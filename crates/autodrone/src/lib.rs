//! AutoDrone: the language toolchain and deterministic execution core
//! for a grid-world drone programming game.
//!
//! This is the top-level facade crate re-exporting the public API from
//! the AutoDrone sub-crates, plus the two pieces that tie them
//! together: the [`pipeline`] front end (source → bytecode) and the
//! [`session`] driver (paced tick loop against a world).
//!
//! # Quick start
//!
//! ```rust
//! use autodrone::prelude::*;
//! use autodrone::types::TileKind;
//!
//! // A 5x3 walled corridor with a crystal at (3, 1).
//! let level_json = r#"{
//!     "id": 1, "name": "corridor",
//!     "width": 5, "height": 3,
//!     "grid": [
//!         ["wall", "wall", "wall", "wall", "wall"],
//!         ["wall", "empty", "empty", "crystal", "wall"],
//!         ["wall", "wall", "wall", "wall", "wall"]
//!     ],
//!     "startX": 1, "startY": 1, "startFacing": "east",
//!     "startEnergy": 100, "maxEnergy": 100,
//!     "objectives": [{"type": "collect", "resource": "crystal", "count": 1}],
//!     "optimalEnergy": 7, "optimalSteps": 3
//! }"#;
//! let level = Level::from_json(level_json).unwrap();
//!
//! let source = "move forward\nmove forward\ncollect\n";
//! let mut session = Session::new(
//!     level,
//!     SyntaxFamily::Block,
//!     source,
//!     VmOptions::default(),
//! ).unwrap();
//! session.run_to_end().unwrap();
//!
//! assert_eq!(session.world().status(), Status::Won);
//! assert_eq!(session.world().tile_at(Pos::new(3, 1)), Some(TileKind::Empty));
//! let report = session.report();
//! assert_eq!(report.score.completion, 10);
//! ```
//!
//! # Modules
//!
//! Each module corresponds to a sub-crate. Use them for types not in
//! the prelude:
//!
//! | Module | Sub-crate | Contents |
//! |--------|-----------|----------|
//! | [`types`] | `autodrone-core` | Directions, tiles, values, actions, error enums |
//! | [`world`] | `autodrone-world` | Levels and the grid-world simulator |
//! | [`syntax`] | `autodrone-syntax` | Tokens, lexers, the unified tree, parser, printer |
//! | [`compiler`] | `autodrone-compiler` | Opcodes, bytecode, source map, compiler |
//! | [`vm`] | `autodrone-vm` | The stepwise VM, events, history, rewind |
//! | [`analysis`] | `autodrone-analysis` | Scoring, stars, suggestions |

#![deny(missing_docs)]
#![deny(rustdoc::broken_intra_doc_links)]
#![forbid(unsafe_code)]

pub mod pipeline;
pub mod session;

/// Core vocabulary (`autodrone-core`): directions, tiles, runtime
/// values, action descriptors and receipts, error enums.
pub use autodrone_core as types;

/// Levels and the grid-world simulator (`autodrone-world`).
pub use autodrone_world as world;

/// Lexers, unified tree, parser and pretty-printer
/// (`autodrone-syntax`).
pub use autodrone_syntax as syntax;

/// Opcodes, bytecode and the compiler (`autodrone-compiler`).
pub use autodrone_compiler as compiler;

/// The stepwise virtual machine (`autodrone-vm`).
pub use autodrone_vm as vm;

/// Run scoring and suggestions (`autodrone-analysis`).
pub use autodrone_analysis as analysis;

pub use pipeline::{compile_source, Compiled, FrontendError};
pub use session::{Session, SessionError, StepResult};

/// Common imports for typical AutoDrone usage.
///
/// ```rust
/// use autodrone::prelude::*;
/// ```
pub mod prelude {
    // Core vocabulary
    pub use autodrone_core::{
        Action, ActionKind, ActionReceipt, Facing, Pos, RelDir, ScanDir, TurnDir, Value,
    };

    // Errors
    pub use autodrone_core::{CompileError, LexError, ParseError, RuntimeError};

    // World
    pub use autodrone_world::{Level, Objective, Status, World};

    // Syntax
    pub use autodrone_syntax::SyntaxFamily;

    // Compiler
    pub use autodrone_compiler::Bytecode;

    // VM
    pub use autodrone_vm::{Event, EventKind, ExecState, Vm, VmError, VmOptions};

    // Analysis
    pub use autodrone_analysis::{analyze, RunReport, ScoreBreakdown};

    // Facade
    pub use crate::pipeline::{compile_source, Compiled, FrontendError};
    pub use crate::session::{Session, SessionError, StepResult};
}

##########

Print, please, the lines above from the very first through the one that holds "public API from", both included, word for word and with nothing else.

#### [Answer below]
filename crates/autodrone/src/lib.rs
//! AutoDrone: the language toolchain and deterministic execution core
//! for a grid-world drone programming game.
//!
//! This is the top-level facade crate re-exporting the public API from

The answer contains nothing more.